[Stored items]
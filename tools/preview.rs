//! Preview: interactive generation shell for trying out profiles.
//!
//! Usage: preview [--profiles <dir>] [--generator <id>] [--seed <n>]
//!
//! Commands:
//!   gen [index]        render at the current (or given) index
//!   next               advance the index and render
//!   batch <n>          render n prompts from the current index
//!   explain            show which template and pool items were chosen
//!   bulk <n>           render n prompts and print variety statistics
//!   seed <n>           set the seed
//!   index <n>          set the position index
//!   profile <name>     switch profile
//!   mix <a> [b c d]    mix seeds and make the result current
//!   info               profile statistics
//!   list               profiles available to the generator
//!   help               list commands
//!   quit               exit

use std::collections::{HashMap, HashSet};
use std::io::{self, BufRead, Write};
use zeroprompt::core::hash::MIX_SEED_COUNT;
use zeroprompt::core::render::select;
use zeroprompt::core::service::DEFAULT_PROFILES_DIR;
use zeroprompt::{mix_seeds, BatchRequest, ProfileCache, PromptService, RenderRequest};

fn main() {
    tracing_subscriber::fmt()
        .with_env_filter(
            tracing_subscriber::EnvFilter::from_default_env()
                .add_directive(tracing::Level::WARN.into()),
        )
        .with_writer(io::stderr)
        .init();

    let args: Vec<String> = std::env::args().collect();

    if args.len() > 1 && (args[1] == "--help" || args[1] == "-h") {
        print_usage();
        return;
    }

    let mut profiles_dir = DEFAULT_PROFILES_DIR.to_string();
    let mut generator_id: Option<String> = None;
    let mut seed: u32 = 0;

    let mut i = 1;
    while i < args.len() {
        match args[i].as_str() {
            "--profiles" if i + 1 < args.len() => {
                i += 1;
                profiles_dir = args[i].clone();
            }
            "--generator" if i + 1 < args.len() => {
                i += 1;
                generator_id = Some(args[i].clone());
            }
            "--seed" if i + 1 < args.len() => {
                i += 1;
                seed = args[i].parse().unwrap_or(0);
            }
            _ => {
                eprintln!("Unknown argument: {}", args[i]);
                print_usage();
                std::process::exit(1);
            }
        }
        i += 1;
    }

    let mut builder = PromptService::builder().profiles_dir(&profiles_dir);
    if let Some(ref id) = generator_id {
        builder = builder.generator_id(id);
    }
    let service = match builder.build() {
        Ok(service) => service,
        Err(e) => {
            eprintln!("ERROR: {}", e);
            std::process::exit(1);
        }
    };

    // Session state
    let mut cache = ProfileCache::new();
    let mut index: u32 = 0;
    let mut profile = service.config().default_profile.clone();

    println!("Generator: {} ({})", service.config().display_name, service.config().id);
    println!("Profiles: {}", profiles_dir);
    println!("Profile: {}  Seed: {}", profile, seed);
    println!("Type 'help' for commands.\n");

    let stdin = io::stdin();
    let mut stdout = io::stdout();

    loop {
        print!("preview> ");
        stdout.flush().ok();

        let mut line = String::new();
        if stdin.lock().read_line(&mut line).is_err() || line.is_empty() {
            break;
        }
        let line = line.trim();
        if line.is_empty() {
            continue;
        }

        let parts: Vec<&str> = line.split_whitespace().collect();
        let cmd = parts[0].to_lowercase();

        match cmd.as_str() {
            "quit" | "exit" | "q" => {
                println!("Goodbye.");
                break;
            }
            "help" | "h" | "?" => {
                print_help();
            }
            "gen" | "next" => {
                if cmd == "next" {
                    index = index.wrapping_add(1);
                } else if let Some(arg) = parts.get(1) {
                    match arg.parse::<u32>() {
                        Ok(n) => index = n,
                        Err(_) => {
                            println!("Invalid index: {}", arg);
                            continue;
                        }
                    }
                }
                let request = RenderRequest::new(seed, index).profile(profile.as_str());
                println!("[{}] {}", index, service.generate_or_message(&mut cache, &request));
            }
            "batch" => {
                let count: u32 = match parts.get(1).map(|s| s.parse()) {
                    Some(Ok(n)) => n,
                    _ => {
                        println!("Usage: batch <n>");
                        continue;
                    }
                };
                let request = BatchRequest::new(seed, index, count).profile(profile.as_str());
                match service.batch(&mut cache, &request) {
                    Ok(out) => println!("{}", out.indexed_list),
                    Err(e) => println!("ERROR: {}", e),
                }
            }
            "explain" => {
                let loaded = match cache.get(&profile) {
                    Some(p) => p,
                    None => {
                        // Populate the cache through the service, then retry
                        let request = RenderRequest::new(seed, index).profile(profile.as_str());
                        if let Err(e) = service.generate(&mut cache, &request) {
                            println!("ERROR: {}", e);
                            continue;
                        }
                        match cache.get(&profile) {
                            Some(p) => p,
                            None => continue,
                        }
                    }
                };
                let selection = select(seed, index, &loaded);
                println!(
                    "template #{}: {}",
                    selection.template_index,
                    selection.template.source()
                );
                for (pool, (item_index, item)) in &selection.components {
                    println!("  {} [{}] = {}", pool, item_index, item);
                }
                println!("=> {}", selection.fill());
            }
            "bulk" => {
                let count: u32 = match parts.get(1).map(|s| s.parse()) {
                    Some(Ok(n)) if n > 0 => n,
                    _ => {
                        println!("Usage: bulk <n>");
                        continue;
                    }
                };
                print_bulk_stats(&service, &mut cache, &profile, seed, index, count);
            }
            "seed" => match parts.get(1).map(|s| s.parse::<u32>()) {
                Some(Ok(s)) => {
                    seed = s;
                    println!("Seed set to {}", seed);
                }
                Some(Err(_)) => println!("Invalid seed: {}", parts[1]),
                None => println!("Current seed: {}", seed),
            },
            "index" => match parts.get(1).map(|s| s.parse::<u32>()) {
                Some(Ok(n)) => {
                    index = n;
                    println!("Index set to {}", index);
                }
                Some(Err(_)) => println!("Invalid index: {}", parts[1]),
                None => println!("Current index: {}", index),
            },
            "profile" => match parts.get(1) {
                Some(name) => {
                    profile = name.to_string();
                    println!("Profile set to {}", profile);
                }
                None => println!("Current profile: {}", profile),
            },
            "mix" => {
                let seeds: Result<Vec<u32>, _> = parts[1..].iter().map(|s| s.parse::<u32>()).collect();
                match seeds {
                    Ok(seeds) if !seeds.is_empty() && seeds.len() <= MIX_SEED_COUNT => {
                        seed = mix_seeds(&seeds);
                        println!("Mixed seed: {}", seed);
                    }
                    _ => println!("Usage: mix <a> [b c d]"),
                }
            }
            "info" => match service.profile_info(Some(&profile)) {
                Ok(summary) => println!("{}", summary),
                Err(e) => println!("ERROR: {}", e),
            },
            "list" => {
                for name in service.discover() {
                    let marker = if name == profile { "*" } else { " " };
                    println!(" {} {}", marker, name);
                }
            }
            _ => {
                println!("Unknown command: '{}'. Type 'help' for commands.", cmd);
            }
        }
    }
}

fn print_bulk_stats(
    service: &PromptService,
    cache: &mut ProfileCache,
    profile: &str,
    seed: u32,
    start: u32,
    count: u32,
) {
    let mut prompts = Vec::with_capacity(count as usize);
    let mut errors = 0;
    for offset in 0..count {
        let request = RenderRequest::new(seed, start.wrapping_add(offset)).profile(profile);
        match service.generate(cache, &request) {
            Ok(text) => prompts.push(text),
            Err(_) => errors += 1,
        }
    }

    println!("\n=== Bulk Generation: {} prompts ({} errors) ===\n", prompts.len(), errors);

    let unique: HashSet<&String> = prompts.iter().collect();
    println!("Unique prompts: {} / {}", unique.len(), prompts.len());

    let avg_len: f64 = if prompts.is_empty() {
        0.0
    } else {
        prompts.iter().map(|p| p.len() as f64).sum::<f64>() / prompts.len() as f64
    };
    println!("Average length: {:.0} chars", avg_len);

    if let Some(loaded) = cache.get(profile) {
        let mut template_counts: HashMap<usize, u32> = HashMap::new();
        for offset in 0..count {
            let selection = select(seed, start.wrapping_add(offset), &loaded);
            *template_counts.entry(selection.template_index).or_insert(0) += 1;
        }
        println!("\nTemplate usage:");
        for (i, template) in loaded.templates().iter().enumerate() {
            let used = template_counts.get(&i).copied().unwrap_or(0);
            println!("  #{:<3} {:>5}  {}", i, used, template.source());
        }
    }
    println!();
}

fn print_usage() {
    println!("Usage: preview [--profiles <dir>] [--generator <id>] [--seed <n>]");
    println!();
    println!("Interactive shell for rendering prompts from vocabulary profiles.");
}

fn print_help() {
    println!("Commands:");
    println!("  gen [index]        Render at the current (or given) index");
    println!("  next               Advance the index and render");
    println!("  batch <n>          Render n prompts from the current index");
    println!("  explain            Show the template and pool items chosen");
    println!("  bulk <n>           Render n prompts with variety statistics");
    println!("  seed <n>           Set the seed");
    println!("  index <n>          Set the position index");
    println!("  profile <name>     Switch profile");
    println!("  mix <a> [b c d]    Mix seeds into a new current seed");
    println!("  info               Profile statistics");
    println!("  list               Profiles available to this generator");
    println!("  help               Show this help");
    println!("  quit               Exit");
}
//! SQL generation utilities: dialects and the statement buffer.

use serde::{Deserialize, Serialize};
use std::fmt::{self, Write};

use crate::value::Value;

/// How a target SQL engine renders parameter placeholders.
///
/// Everything else in the compiler is dialect-agnostic.
#[derive(Debug, Clone, Copy, PartialEq, Eq, Hash, Default, Serialize, Deserialize)]
#[serde(rename_all = "lowercase")]
pub enum Dialect {
    /// PostgreSQL uses $1, $2, etc.
    #[serde(alias = "postgres")]
    PostgreSQL,
    /// MySQL uses ?, ?, etc.
    MySQL,
    /// SQLite uses ?, ?, etc.
    #[default]
    #[serde(alias = "sqlite3")]
    SQLite,
}

impl Dialect {
    /// Whether placeholders carry a running 1-based index.
    pub fn is_numbered(&self) -> bool {
        matches!(self, Self::PostgreSQL)
    }

    /// Get the parameter placeholder for the `index`-th value (1-based).
    pub fn placeholder(&self, index: usize) -> String {
        match self {
            Self::PostgreSQL => format!("${}", index),
            Self::MySQL | Self::SQLite => "?".to_string(),
        }
    }

    /// Write the placeholder straight into `buf`.
    #[inline]
    pub fn write_placeholder(&self, buf: &mut String, index: usize) {
        match self {
            Self::PostgreSQL => {
                let _ = write!(buf, "${}", index);
            }
            Self::MySQL | Self::SQLite => buf.push('?'),
        }
    }

    /// Lowercase dialect name.
    pub fn as_str(&self) -> &'static str {
        match self {
            Self::PostgreSQL => "postgresql",
            Self::MySQL => "mysql",
            Self::SQLite => "sqlite",
        }
    }
}

impl fmt::Display for Dialect {
    fn fmt(&self, f: &mut fmt::Formatter<'_>) -> fmt::Result {
        f.write_str(self.as_str())
    }
}

/// Accumulates SQL text and the values bound to its placeholders.
///
/// Placeholder numbering is derived from the number of values collected so
/// far, so the running index always matches the order of `params`.
#[derive(Debug, Clone)]
pub struct SqlBuilder {
    dialect: Dialect,
    sql: String,
    params: Vec<Value>,
}

impl SqlBuilder {
    /// Create a new SQL builder.
    pub fn new(dialect: Dialect) -> Self {
        Self {
            dialect,
            sql: String::with_capacity(64),
            params: Vec::new(),
        }
    }

    /// The dialect placeholders are rendered for.
    pub fn dialect(&self) -> Dialect {
        self.dialect
    }

    /// Push a literal SQL string.
    pub fn push(&mut self, sql: impl AsRef<str>) -> &mut Self {
        self.sql.push_str(sql.as_ref());
        self
    }

    /// Push a placeholder and record its value.
    pub fn push_param(&mut self, value: impl Into<Value>) -> &mut Self {
        self.params.push(value.into());
        let index = self.params.len();
        self.dialect.write_placeholder(&mut self.sql, index);
        self
    }

    /// Push a comma separated placeholder list, one per value.
    pub fn push_params<'v>(&mut self, values: impl IntoIterator<Item = &'v Value>) -> &mut Self {
        for (i, value) in values.into_iter().enumerate() {
            if i > 0 {
                self.sql.push_str(", ");
            }
            self.push_param(value.clone());
        }
        self
    }

    /// Build the final SQL string and parameters.
    pub fn build(self) -> (String, Vec<Value>) {
        (self.sql, self.params)
    }

    /// Get the current SQL string.
    pub fn sql(&self) -> &str {
        &self.sql
    }

    /// Get the current parameters.
    pub fn params(&self) -> &[Value] {
        &self.params
    }

    /// Get the next parameter index.
    pub fn next_param_index(&self) -> usize {
        self.params.len() + 1
    }
}

#[cfg(test)]
mod tests {
    use super::*;

    #[test]
    fn test_dialect_placeholder() {
        assert_eq!(Dialect::PostgreSQL.placeholder(1), "$1");
        assert_eq!(Dialect::PostgreSQL.placeholder(5), "$5");
        assert_eq!(Dialect::MySQL.placeholder(1), "?");
        assert_eq!(Dialect::SQLite.placeholder(3), "?");
    }

    #[test]
    fn test_sql_builder_numbering() {
        let mut builder = SqlBuilder::new(Dialect::PostgreSQL);
        builder
            .push("SELECT * FROM users WHERE id = ")
            .push_param(42)
            .push(" AND role IN (")
            .push_params(&[Value::from("a"), Value::from("b")])
            .push(")");

        let (sql, params) = builder.build();
        assert_eq!(sql, "SELECT * FROM users WHERE id = $1 AND role IN ($2, $3)");
        assert_eq!(params.len(), 3);
    }

    #[test]
    fn test_dialect_deserialize_aliases() {
        let d: Dialect = serde_json::from_str("\"postgres\"").unwrap();
        assert_eq!(d, Dialect::PostgreSQL);
        let d: Dialect = serde_json::from_str("\"sqlite3\"").unwrap();
        assert_eq!(d, Dialect::SQLite);
    }
}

What the task requires — Please go through each line of the data and count those that contain the string "Debug"; give that number alone.

Exercise solution — 2